┌──
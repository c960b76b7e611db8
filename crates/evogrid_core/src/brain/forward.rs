use super::*;

/// Runs the compiled graph once and returns raw action levels.
///
/// Hidden accumulators fill up while the hidden-sink prefix of the
/// connection list is walked. Driven neurons are frozen to
/// `tanh(accumulator)` right before the first action-sink connection, so a
/// single linear pass is enough. Neuron outputs persist into the next call.
pub fn evaluate<F>(brain: &mut CompiledBrain, mut sensor: F) -> Vec<f32>
where
    F: FnMut(usize) -> f32,
{
    let mut accumulators = vec![0.0_f32; brain.neurons.len()];
    let mut levels = vec![0.0_f32; brain.counts.actions];
    let mut frozen = false;

    for (idx, conn) in brain.connections.iter().enumerate() {
        if idx == brain.first_action && !frozen {
            freeze(&mut brain.neurons, &accumulators);
            frozen = true;
        }

        let input = match conn.source_kind {
            SourceKind::Sensor => sensor(usize::from(conn.source_id)),
            SourceKind::Hidden => brain
                .neurons
                .get(usize::from(conn.source_id))
                .map_or(0.0, |n| n.output),
        };
        let value = input * conn.weight_as_f32();

        let target = match conn.sink_kind {
            SinkKind::Hidden => accumulators.get_mut(usize::from(conn.sink_id)),
            SinkKind::Action => levels.get_mut(usize::from(conn.sink_id)),
        };
        if let Some(slot) = target {
            *slot += value;
        }
    }

    if !frozen {
        freeze(&mut brain.neurons, &accumulators);
    }

    levels
}

fn freeze(neurons: &mut [Neuron], accumulators: &[f32]) {
    for (neuron, &acc) in neurons.iter_mut().zip(accumulators) {
        if neuron.driven {
            neuron.output = acc.tanh();
        }
    }
}

/// Resets every neuron to its initial output.
pub fn reset(brain: &mut CompiledBrain) {
    for neuron in &mut brain.neurons {
        neuron.output = INITIAL_NEURON_OUTPUT;
    }
}

#[cfg(test)]
mod tests {
    use super::*;
    use rand::SeedableRng;
    use rand_chacha::ChaCha8Rng;

    fn counts() -> NeuronCounts {
        NeuronCounts {
            sensors: 3,
            hidden: 4,
            actions: 2,
        }
    }

    #[test]
    fn test_empty_brain_yields_zero_levels() {
        let mut brain = compile(&Genome::default(), counts());
        let levels = evaluate(&mut brain, |_| 1.0);
        assert_eq!(levels, vec![0.0, 0.0]);
    }

    #[test]
    fn test_direct_sensor_to_action() {
        let genome = Genome::from_genes(vec![Gene::new(
            SourceKind::Sensor,
            1,
            SinkKind::Action,
            0,
            6554,
        )]);
        let mut brain = compile(&genome, counts());
        let levels = evaluate(&mut brain, |id| if id == 1 { 2.0 } else { 0.0 });
        assert!((levels[0] - 2.0 * 6554.0 / 6553.6).abs() < 1e-4);
        assert_eq!(levels[1], 0.0);
    }

    #[test]
    fn test_hidden_output_frozen_before_actions() {
        // s0 -> h0 (w=1.0), h0 -> a1 (w=1.0)
        let genome = Genome::from_genes(vec![
            Gene::new(SourceKind::Hidden, 0, SinkKind::Action, 1, 6554),
            Gene::new(SourceKind::Sensor, 0, SinkKind::Hidden, 0, 6554),
        ]);
        let mut brain = compile(&genome, counts());
        let levels = evaluate(&mut brain, |_| 0.5);

        let w = 6554.0 / 6553.6_f32;
        let hidden = (0.5 * w).tanh();
        assert!((brain.neurons[0].output - hidden).abs() < 1e-6);
        assert!((levels[1] - hidden * w).abs() < 1e-5);
    }

    #[test]
    fn test_undriven_neuron_keeps_initial_output() {
        let genome = Genome::from_genes(vec![Gene::new(
            SourceKind::Hidden,
            2,
            SinkKind::Action,
            0,
            6554,
        )]);
        let mut brain = compile(&genome, counts());
        for _ in 0..3 {
            let levels = evaluate(&mut brain, |_| 1.0);
            assert!((levels[0] - INITIAL_NEURON_OUTPUT * 6554.0 / 6553.6).abs() < 1e-5);
        }
        assert_eq!(brain.neurons[0].output, INITIAL_NEURON_OUTPUT);
    }

    #[test]
    fn test_evaluation_is_pure_for_fresh_brains() {
        let mut rng = ChaCha8Rng::seed_from_u64(3);
        for _ in 0..20 {
            let genome = Genome::new_random_with_rng(12, counts(), &mut rng);
            let sensors = [0.2, -0.7, 0.9];
            let a = evaluate(&mut compile(&genome, counts()), |i| sensors[i]);
            let b = evaluate(&mut compile(&genome, counts()), |i| sensors[i]);
            assert_eq!(a, b);
            assert!(a.iter().all(|v| v.is_finite()));
        }
    }

    #[test]
    fn test_reset_restores_initial_outputs() {
        let genome = Genome::from_genes(vec![
            Gene::new(SourceKind::Sensor, 0, SinkKind::Hidden, 1, 20000),
            Gene::new(SourceKind::Hidden, 1, SinkKind::Action, 0, 100),
        ]);
        let mut brain = compile(&genome, counts());
        let _ = evaluate(&mut brain, |_| 1.0);
        assert_ne!(brain.neurons[0].output, INITIAL_NEURON_OUTPUT);
        reset(&mut brain);
        assert_eq!(brain.neurons[0].output, INITIAL_NEURON_OUTPUT);
    }
}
└──
** WHAT TO PRODUCE **
Reproduce the preceding records exactly and completely.

** TASK ANSWER **
repository c960b76b7e611db8
filename crates/evogrid_core/src/brain/forward.rs
use super::*;

/// Runs the compiled graph once and returns raw action levels.
///
/// Hidden accumulators fill up while the hidden-sink prefix of the
/// connection list is walked. Driven neurons are frozen to
/// `tanh(accumulator)` right before the first action-sink connection, so a
/// single linear pass is enough. Neuron outputs persist into the next call.
pub fn evaluate<F>(brain: &mut CompiledBrain, mut sensor: F) -> Vec<f32>
where
    F: FnMut(usize) -> f32,
{
    let mut accumulators = vec![0.0_f32; brain.neurons.len()];
    let mut levels = vec![0.0_f32; brain.counts.actions];
    let mut frozen = false;

    for (idx, conn) in brain.connections.iter().enumerate() {
        if idx == brain.first_action && !frozen {
            freeze(&mut brain.neurons, &accumulators);
            frozen = true;
        }

        let input = match conn.source_kind {
            SourceKind::Sensor => sensor(usize::from(conn.source_id)),
            SourceKind::Hidden => brain
                .neurons
                .get(usize::from(conn.source_id))
                .map_or(0.0, |n| n.output),
        };
        let value = input * conn.weight_as_f32();

        let target = match conn.sink_kind {
            SinkKind::Hidden => accumulators.get_mut(usize::from(conn.sink_id)),
            SinkKind::Action => levels.get_mut(usize::from(conn.sink_id)),
        };
        if let Some(slot) = target {
            *slot += value;
        }
    }

    if !frozen {
        freeze(&mut brain.neurons, &accumulators);
    }

    levels
}

fn freeze(neurons: &mut [Neuron], accumulators: &[f32]) {
    for (neuron, &acc) in neurons.iter_mut().zip(accumulators) {
        if neuron.driven {
            neuron.output = acc.tanh();
        }
    }
}

/// Resets every neuron to its initial output.
pub fn reset(brain: &mut CompiledBrain) {
    for neuron in &mut brain.neurons {
        neuron.output = INITIAL_NEURON_OUTPUT;
    }
}

#[cfg(test)]
mod tests {
    use super::*;
    use rand::SeedableRng;
    use rand_chacha::ChaCha8Rng;

    fn counts() -> NeuronCounts {
        NeuronCounts {
            sensors: 3,
            hidden: 4,
            actions: 2,
        }
    }

    #[test]
    fn test_empty_brain_yields_zero_levels() {
        let mut brain = compile(&Genome::default(), counts());
        let levels = evaluate(&mut brain, |_| 1.0);
        assert_eq!(levels, vec![0.0, 0.0]);
    }

    #[test]
    fn test_direct_sensor_to_action() {
        let genome = Genome::from_genes(vec![Gene::new(
            SourceKind::Sensor,
            1,
            SinkKind::Action,
            0,
            6554,
        )]);
        let mut brain = compile(&genome, counts());
        let levels = evaluate(&mut brain, |id| if id == 1 { 2.0 } else { 0.0 });
        assert!((levels[0] - 2.0 * 6554.0 / 6553.6).abs() < 1e-4);
        assert_eq!(levels[1], 0.0);
    }

    #[test]
    fn test_hidden_output_frozen_before_actions() {
        // s0 -> h0 (w=1.0), h0 -> a1 (w=1.0)
        let genome = Genome::from_genes(vec![
            Gene::new(SourceKind::Hidden, 0, SinkKind::Action, 1, 6554),
            Gene::new(SourceKind::Sensor, 0, SinkKind::Hidden, 0, 6554),
        ]);
        let mut brain = compile(&genome, counts());
        let levels = evaluate(&mut brain, |_| 0.5);

        let w = 6554.0 / 6553.6_f32;
        let hidden = (0.5 * w).tanh();
        assert!((brain.neurons[0].output - hidden).abs() < 1e-6);
        assert!((levels[1] - hidden * w).abs() < 1e-5);
    }

    #[test]
    fn test_undriven_neuron_keeps_initial_output() {
        let genome = Genome::from_genes(vec![Gene::new(
            SourceKind::Hidden,
            2,
            SinkKind::Action,
            0,
            6554,
        )]);
        let mut brain = compile(&genome, counts());
        for _ in 0..3 {
            let levels = evaluate(&mut brain, |_| 1.0);
            assert!((levels[0] - INITIAL_NEURON_OUTPUT * 6554.0 / 6553.6).abs() < 1e-5);
        }
        assert_eq!(brain.neurons[0].output, INITIAL_NEURON_OUTPUT);
    }

    #[test]
    fn test_evaluation_is_pure_for_fresh_brains() {
        let mut rng = ChaCha8Rng::seed_from_u64(3);
        for _ in 0..20 {
            let genome = Genome::new_random_with_rng(12, counts(), &mut rng);
            let sensors = [0.2, -0.7, 0.9];
            let a = evaluate(&mut compile(&genome, counts()), |i| sensors[i]);
            let b = evaluate(&mut compile(&genome, counts()), |i| sensors[i]);
            assert_eq!(a, b);
            assert!(a.iter().all(|v| v.is_finite()));
        }
    }

    #[test]
    fn test_reset_restores_initial_outputs() {
        let genome = Genome::from_genes(vec![
            Gene::new(SourceKind::Sensor, 0, SinkKind::Hidden, 1, 20000),
            Gene::new(SourceKind::Hidden, 1, SinkKind::Action, 0, 100),
        ]);
        let mut brain = compile(&genome, counts());
        let _ = evaluate(&mut brain, |_| 1.0);
        assert_ne!(brain.neurons[0].output, INITIAL_NEURON_OUTPUT);
        reset(&mut brain);
        assert_eq!(brain.neurons[0].output, INITIAL_NEURON_OUTPUT);
    }
}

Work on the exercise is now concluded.